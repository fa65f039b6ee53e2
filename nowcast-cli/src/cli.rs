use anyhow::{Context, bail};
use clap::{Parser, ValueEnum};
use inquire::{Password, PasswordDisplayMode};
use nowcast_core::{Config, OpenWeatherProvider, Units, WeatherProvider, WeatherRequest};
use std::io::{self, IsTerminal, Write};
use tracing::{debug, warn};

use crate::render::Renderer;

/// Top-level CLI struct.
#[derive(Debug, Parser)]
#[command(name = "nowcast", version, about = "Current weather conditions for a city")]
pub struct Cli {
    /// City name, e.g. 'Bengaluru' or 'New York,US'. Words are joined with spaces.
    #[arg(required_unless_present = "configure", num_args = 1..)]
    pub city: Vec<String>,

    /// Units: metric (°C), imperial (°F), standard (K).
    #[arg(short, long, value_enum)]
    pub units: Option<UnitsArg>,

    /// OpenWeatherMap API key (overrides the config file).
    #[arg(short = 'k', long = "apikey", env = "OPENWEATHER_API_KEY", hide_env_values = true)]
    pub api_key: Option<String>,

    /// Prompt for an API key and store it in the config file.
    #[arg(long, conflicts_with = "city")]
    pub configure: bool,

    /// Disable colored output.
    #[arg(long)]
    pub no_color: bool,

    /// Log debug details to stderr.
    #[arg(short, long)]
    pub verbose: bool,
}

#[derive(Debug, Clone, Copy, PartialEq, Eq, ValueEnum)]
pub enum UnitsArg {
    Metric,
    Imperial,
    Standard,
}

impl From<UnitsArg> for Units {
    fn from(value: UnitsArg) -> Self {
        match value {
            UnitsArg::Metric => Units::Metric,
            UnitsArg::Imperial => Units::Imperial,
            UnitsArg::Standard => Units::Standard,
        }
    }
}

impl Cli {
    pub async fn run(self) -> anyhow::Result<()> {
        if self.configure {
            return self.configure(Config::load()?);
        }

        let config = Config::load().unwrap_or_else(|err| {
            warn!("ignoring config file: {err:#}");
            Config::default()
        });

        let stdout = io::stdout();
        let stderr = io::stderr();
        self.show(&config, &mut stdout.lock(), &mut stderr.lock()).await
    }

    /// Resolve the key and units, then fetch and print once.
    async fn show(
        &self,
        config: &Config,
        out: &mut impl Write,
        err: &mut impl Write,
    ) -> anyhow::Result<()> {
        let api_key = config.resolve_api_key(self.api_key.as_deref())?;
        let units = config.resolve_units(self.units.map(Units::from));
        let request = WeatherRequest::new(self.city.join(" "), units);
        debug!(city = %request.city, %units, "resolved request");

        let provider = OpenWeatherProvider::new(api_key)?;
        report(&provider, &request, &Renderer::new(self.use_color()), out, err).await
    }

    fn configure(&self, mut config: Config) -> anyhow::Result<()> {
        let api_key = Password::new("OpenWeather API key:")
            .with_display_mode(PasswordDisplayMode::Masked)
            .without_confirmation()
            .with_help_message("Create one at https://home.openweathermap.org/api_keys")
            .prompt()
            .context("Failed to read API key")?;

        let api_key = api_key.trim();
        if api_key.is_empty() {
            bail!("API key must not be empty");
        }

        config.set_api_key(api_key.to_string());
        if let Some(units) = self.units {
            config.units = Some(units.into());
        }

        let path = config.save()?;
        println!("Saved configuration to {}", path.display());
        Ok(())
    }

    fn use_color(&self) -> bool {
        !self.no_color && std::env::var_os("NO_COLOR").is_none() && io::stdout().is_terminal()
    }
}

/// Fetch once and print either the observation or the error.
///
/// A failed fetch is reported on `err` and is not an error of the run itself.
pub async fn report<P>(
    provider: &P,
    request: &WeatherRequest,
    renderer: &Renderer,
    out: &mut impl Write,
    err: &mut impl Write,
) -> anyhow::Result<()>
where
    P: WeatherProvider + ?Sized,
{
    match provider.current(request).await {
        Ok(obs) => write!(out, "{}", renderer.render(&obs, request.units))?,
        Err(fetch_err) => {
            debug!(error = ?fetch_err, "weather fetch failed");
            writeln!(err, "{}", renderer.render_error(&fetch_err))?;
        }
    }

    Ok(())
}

****

- _EXERCISE INSTRUCTIONS_
Lines holding the word "path" should be counted across the entries; state only how many there are.

- _YOUR SOLUTION_
2